(Data items)

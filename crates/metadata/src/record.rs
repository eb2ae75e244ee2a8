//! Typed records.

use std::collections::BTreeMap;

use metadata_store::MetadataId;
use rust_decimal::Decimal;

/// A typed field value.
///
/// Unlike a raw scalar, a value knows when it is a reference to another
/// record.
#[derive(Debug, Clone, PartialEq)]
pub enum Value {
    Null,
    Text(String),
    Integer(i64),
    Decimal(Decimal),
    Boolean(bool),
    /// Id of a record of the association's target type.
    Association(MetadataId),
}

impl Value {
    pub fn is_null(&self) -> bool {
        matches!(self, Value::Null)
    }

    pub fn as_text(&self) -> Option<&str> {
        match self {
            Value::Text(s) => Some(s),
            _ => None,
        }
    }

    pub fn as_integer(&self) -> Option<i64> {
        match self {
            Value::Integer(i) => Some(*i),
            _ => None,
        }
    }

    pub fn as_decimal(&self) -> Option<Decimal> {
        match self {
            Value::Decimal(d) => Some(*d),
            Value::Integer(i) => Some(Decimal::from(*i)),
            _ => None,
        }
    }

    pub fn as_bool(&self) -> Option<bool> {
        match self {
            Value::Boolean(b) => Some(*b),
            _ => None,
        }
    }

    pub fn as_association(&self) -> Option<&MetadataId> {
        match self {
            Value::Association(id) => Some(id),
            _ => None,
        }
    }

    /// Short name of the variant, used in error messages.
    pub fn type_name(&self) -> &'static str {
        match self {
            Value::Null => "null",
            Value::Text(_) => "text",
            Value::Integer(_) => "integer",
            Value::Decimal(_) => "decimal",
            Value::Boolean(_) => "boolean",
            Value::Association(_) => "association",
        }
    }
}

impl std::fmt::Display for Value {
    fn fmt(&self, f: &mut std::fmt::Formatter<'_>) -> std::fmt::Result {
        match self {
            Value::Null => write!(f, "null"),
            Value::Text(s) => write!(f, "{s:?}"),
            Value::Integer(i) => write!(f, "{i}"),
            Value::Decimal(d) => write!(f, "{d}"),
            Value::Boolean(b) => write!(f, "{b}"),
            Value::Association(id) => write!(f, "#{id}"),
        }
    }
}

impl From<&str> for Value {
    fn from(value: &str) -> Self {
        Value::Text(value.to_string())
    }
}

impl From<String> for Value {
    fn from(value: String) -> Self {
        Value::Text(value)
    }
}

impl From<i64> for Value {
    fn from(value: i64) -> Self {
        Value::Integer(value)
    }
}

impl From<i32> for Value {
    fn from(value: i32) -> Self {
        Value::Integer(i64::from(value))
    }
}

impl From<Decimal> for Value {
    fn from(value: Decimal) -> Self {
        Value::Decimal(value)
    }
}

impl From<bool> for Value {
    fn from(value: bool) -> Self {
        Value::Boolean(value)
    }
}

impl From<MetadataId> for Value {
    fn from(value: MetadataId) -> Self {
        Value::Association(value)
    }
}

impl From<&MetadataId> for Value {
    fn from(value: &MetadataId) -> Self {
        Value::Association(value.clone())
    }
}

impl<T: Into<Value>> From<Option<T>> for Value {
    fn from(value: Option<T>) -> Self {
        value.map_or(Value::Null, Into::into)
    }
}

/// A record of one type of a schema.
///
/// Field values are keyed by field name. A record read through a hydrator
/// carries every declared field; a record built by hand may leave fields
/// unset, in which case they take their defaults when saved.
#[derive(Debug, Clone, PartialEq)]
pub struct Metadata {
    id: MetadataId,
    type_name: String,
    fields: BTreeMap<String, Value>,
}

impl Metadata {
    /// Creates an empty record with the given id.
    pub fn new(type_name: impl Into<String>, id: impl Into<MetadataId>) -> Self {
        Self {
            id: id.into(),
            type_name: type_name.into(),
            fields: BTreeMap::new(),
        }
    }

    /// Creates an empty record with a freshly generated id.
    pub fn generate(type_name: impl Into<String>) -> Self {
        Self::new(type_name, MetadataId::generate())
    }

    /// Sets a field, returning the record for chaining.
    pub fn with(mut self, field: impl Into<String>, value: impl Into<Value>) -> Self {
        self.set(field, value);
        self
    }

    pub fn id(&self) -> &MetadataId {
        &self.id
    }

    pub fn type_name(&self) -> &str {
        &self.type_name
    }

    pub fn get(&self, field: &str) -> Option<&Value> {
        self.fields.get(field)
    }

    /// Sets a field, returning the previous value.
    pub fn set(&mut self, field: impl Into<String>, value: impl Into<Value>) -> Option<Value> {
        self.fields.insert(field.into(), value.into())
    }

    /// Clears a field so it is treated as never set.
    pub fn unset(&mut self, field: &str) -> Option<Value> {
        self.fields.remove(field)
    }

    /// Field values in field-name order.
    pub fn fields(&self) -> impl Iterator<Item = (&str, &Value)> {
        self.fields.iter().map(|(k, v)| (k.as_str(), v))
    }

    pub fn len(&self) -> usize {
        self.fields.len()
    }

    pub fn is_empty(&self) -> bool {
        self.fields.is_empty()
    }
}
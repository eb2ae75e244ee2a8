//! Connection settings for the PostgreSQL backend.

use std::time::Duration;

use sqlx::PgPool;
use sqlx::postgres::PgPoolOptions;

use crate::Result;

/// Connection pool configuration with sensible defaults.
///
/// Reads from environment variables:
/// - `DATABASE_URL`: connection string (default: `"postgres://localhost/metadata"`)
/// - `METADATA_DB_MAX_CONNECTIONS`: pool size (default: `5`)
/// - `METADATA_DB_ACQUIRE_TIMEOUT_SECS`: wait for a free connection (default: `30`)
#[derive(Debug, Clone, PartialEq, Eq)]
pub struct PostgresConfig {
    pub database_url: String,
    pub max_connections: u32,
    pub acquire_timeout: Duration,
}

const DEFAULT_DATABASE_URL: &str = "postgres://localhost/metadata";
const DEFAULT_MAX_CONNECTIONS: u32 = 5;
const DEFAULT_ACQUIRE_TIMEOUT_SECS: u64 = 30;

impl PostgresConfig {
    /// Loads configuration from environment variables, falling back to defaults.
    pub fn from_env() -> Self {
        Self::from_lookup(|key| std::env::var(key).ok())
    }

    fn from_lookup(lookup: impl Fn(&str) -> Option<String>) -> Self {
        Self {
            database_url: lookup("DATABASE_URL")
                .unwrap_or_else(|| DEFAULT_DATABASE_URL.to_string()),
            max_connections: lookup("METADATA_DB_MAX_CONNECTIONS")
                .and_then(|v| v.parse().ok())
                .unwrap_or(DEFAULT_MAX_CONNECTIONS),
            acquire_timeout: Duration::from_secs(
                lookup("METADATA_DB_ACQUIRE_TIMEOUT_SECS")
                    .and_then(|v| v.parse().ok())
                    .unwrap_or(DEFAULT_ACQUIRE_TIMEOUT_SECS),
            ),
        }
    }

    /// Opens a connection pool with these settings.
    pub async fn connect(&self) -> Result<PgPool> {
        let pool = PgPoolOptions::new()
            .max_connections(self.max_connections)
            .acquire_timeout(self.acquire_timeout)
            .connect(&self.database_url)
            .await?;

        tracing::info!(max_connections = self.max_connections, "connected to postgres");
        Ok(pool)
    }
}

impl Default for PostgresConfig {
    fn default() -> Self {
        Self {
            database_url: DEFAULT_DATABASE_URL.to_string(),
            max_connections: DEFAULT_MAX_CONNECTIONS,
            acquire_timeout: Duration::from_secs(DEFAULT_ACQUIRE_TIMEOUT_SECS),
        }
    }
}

▸ Work required:
Return the data in full, with each line kept exactly as it is.

▸ Problem solution:
filename crates/metadata/src/record.rs
repository eb2ae75e244ee2a8
//! Typed records.

use std::collections::BTreeMap;

use metadata_store::MetadataId;
use rust_decimal::Decimal;

/// A typed field value.
///
/// Unlike a raw scalar, a value knows when it is a reference to another
/// record.
#[derive(Debug, Clone, PartialEq)]
pub enum Value {
    Null,
    Text(String),
    Integer(i64),
    Decimal(Decimal),
    Boolean(bool),
    /// Id of a record of the association's target type.
    Association(MetadataId),
}

impl Value {
    pub fn is_null(&self) -> bool {
        matches!(self, Value::Null)
    }

    pub fn as_text(&self) -> Option<&str> {
        match self {
            Value::Text(s) => Some(s),
            _ => None,
        }
    }

    pub fn as_integer(&self) -> Option<i64> {
        match self {
            Value::Integer(i) => Some(*i),
            _ => None,
        }
    }

    pub fn as_decimal(&self) -> Option<Decimal> {
        match self {
            Value::Decimal(d) => Some(*d),
            Value::Integer(i) => Some(Decimal::from(*i)),
            _ => None,
        }
    }

    pub fn as_bool(&self) -> Option<bool> {
        match self {
            Value::Boolean(b) => Some(*b),
            _ => None,
        }
    }

    pub fn as_association(&self) -> Option<&MetadataId> {
        match self {
            Value::Association(id) => Some(id),
            _ => None,
        }
    }

    /// Short name of the variant, used in error messages.
    pub fn type_name(&self) -> &'static str {
        match self {
            Value::Null => "null",
            Value::Text(_) => "text",
            Value::Integer(_) => "integer",
            Value::Decimal(_) => "decimal",
            Value::Boolean(_) => "boolean",
            Value::Association(_) => "association",
        }
    }
}

impl std::fmt::Display for Value {
    fn fmt(&self, f: &mut std::fmt::Formatter<'_>) -> std::fmt::Result {
        match self {
            Value::Null => write!(f, "null"),
            Value::Text(s) => write!(f, "{s:?}"),
            Value::Integer(i) => write!(f, "{i}"),
            Value::Decimal(d) => write!(f, "{d}"),
            Value::Boolean(b) => write!(f, "{b}"),
            Value::Association(id) => write!(f, "#{id}"),
        }
    }
}

impl From<&str> for Value {
    fn from(value: &str) -> Self {
        Value::Text(value.to_string())
    }
}

impl From<String> for Value {
    fn from(value: String) -> Self {
        Value::Text(value)
    }
}

impl From<i64> for Value {
    fn from(value: i64) -> Self {
        Value::Integer(value)
    }
}

impl From<i32> for Value {
    fn from(value: i32) -> Self {
        Value::Integer(i64::from(value))
    }
}

impl From<Decimal> for Value {
    fn from(value: Decimal) -> Self {
        Value::Decimal(value)
    }
}

impl From<bool> for Value {
    fn from(value: bool) -> Self {
        Value::Boolean(value)
    }
}

impl From<MetadataId> for Value {
    fn from(value: MetadataId) -> Self {
        Value::Association(value)
    }
}

impl From<&MetadataId> for Value {
    fn from(value: &MetadataId) -> Self {
        Value::Association(value.clone())
    }
}

impl<T: Into<Value>> From<Option<T>> for Value {
    fn from(value: Option<T>) -> Self {
        value.map_or(Value::Null, Into::into)
    }
}

/// A record of one type of a schema.
///
/// Field values are keyed by field name. A record read through a hydrator
/// carries every declared field; a record built by hand may leave fields
/// unset, in which case they take their defaults when saved.
#[derive(Debug, Clone, PartialEq)]
pub struct Metadata {
    id: MetadataId,
    type_name: String,
    fields: BTreeMap<String, Value>,
}

impl Metadata {
    /// Creates an empty record with the given id.
    pub fn new(type_name: impl Into<String>, id: impl Into<MetadataId>) -> Self {
        Self {
            id: id.into(),
            type_name: type_name.into(),
            fields: BTreeMap::new(),
        }
    }

    /// Creates an empty record with a freshly generated id.
    pub fn generate(type_name: impl Into<String>) -> Self {
        Self::new(type_name, MetadataId::generate())
    }

    /// Sets a field, returning the record for chaining.
    pub fn with(mut self, field: impl Into<String>, value: impl Into<Value>) -> Self {
        self.set(field, value);
        self
    }

    pub fn id(&self) -> &MetadataId {
        &self.id
    }

    pub fn type_name(&self) -> &str {
        &self.type_name
    }

    pub fn get(&self, field: &str) -> Option<&Value> {
        self.fields.get(field)
    }

    /// Sets a field, returning the previous value.
    pub fn set(&mut self, field: impl Into<String>, value: impl Into<Value>) -> Option<Value> {
        self.fields.insert(field.into(), value.into())
    }

    /// Clears a field so it is treated as never set.
    pub fn unset(&mut self, field: &str) -> Option<Value> {
        self.fields.remove(field)
    }

    /// Field values in field-name order.
    pub fn fields(&self) -> impl Iterator<Item = (&str, &Value)> {
        self.fields.iter().map(|(k, v)| (k.as_str(), v))
    }

    pub fn len(&self) -> usize {
        self.fields.len()
    }

    pub fn is_empty(&self) -> bool {
        self.fields.is_empty()
    }
}
repository eb2ae75e244ee2a8
//! Connection settings for the PostgreSQL backend.

use std::time::Duration;

use sqlx::PgPool;
use sqlx::postgres::PgPoolOptions;

use crate::Result;

/// Connection pool configuration with sensible defaults.
///
/// Reads from environment variables:
/// - `DATABASE_URL`: connection string (default: `"postgres://localhost/metadata"`)
/// - `METADATA_DB_MAX_CONNECTIONS`: pool size (default: `5`)
/// - `METADATA_DB_ACQUIRE_TIMEOUT_SECS`: wait for a free connection (default: `30`)
#[derive(Debug, Clone, PartialEq, Eq)]
pub struct PostgresConfig {
    pub database_url: String,
    pub max_connections: u32,
    pub acquire_timeout: Duration,
}

const DEFAULT_DATABASE_URL: &str = "postgres://localhost/metadata";
const DEFAULT_MAX_CONNECTIONS: u32 = 5;
const DEFAULT_ACQUIRE_TIMEOUT_SECS: u64 = 30;

impl PostgresConfig {
    /// Loads configuration from environment variables, falling back to defaults.
    pub fn from_env() -> Self {
        Self::from_lookup(|key| std::env::var(key).ok())
    }

    fn from_lookup(lookup: impl Fn(&str) -> Option<String>) -> Self {
        Self {
            database_url: lookup("DATABASE_URL")
                .unwrap_or_else(|| DEFAULT_DATABASE_URL.to_string()),
            max_connections: lookup("METADATA_DB_MAX_CONNECTIONS")
                .and_then(|v| v.parse().ok())
                .unwrap_or(DEFAULT_MAX_CONNECTIONS),
            acquire_timeout: Duration::from_secs(
                lookup("METADATA_DB_ACQUIRE_TIMEOUT_SECS")
                    .and_then(|v| v.parse().ok())
                    .unwrap_or(DEFAULT_ACQUIRE_TIMEOUT_SECS),
            ),
        }
    }

    /// Opens a connection pool with these settings.
    pub async fn connect(&self) -> Result<PgPool> {
        let pool = PgPoolOptions::new()
            .max_connections(self.max_connections)
            .acquire_timeout(self.acquire_timeout)
            .connect(&self.database_url)
            .await?;

        tracing::info!(max_connections = self.max_connections, "connected to postgres");
        Ok(pool)
    }
}

impl Default for PostgresConfig {
    fn default() -> Self {
        Self {
            database_url: DEFAULT_DATABASE_URL.to_string(),
            max_connections: DEFAULT_MAX_CONNECTIONS,
            acquire_timeout: Duration::from_secs(DEFAULT_ACQUIRE_TIMEOUT_SECS),
        }
    }
}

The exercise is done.